=== Section Start ===

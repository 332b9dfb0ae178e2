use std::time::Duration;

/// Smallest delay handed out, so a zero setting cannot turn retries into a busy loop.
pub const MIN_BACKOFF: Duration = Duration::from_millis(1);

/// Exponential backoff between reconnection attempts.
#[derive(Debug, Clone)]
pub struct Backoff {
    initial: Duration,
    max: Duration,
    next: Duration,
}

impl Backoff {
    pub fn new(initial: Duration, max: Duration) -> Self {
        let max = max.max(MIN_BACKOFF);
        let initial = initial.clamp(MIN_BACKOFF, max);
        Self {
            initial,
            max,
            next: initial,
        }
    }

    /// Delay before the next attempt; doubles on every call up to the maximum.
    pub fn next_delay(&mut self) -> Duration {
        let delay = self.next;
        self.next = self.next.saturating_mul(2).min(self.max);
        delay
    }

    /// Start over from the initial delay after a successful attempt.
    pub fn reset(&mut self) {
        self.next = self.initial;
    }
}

=== Section End ===
=== Section Start ===

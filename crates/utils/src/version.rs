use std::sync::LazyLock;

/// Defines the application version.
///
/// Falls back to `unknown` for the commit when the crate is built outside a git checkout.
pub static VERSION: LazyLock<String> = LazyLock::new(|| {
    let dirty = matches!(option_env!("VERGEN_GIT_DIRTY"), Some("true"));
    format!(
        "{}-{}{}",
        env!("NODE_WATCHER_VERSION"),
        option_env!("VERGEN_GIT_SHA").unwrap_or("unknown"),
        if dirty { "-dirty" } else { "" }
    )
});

=== Section End ===

* [What the exercise asks]
What lines of the listing contain the word "dirty"? Copy them all.

* [Task result]
    let dirty = matches!(option_env!("VERGEN_GIT_DIRTY"), Some("true"));
        if dirty { "-dirty" } else { "" }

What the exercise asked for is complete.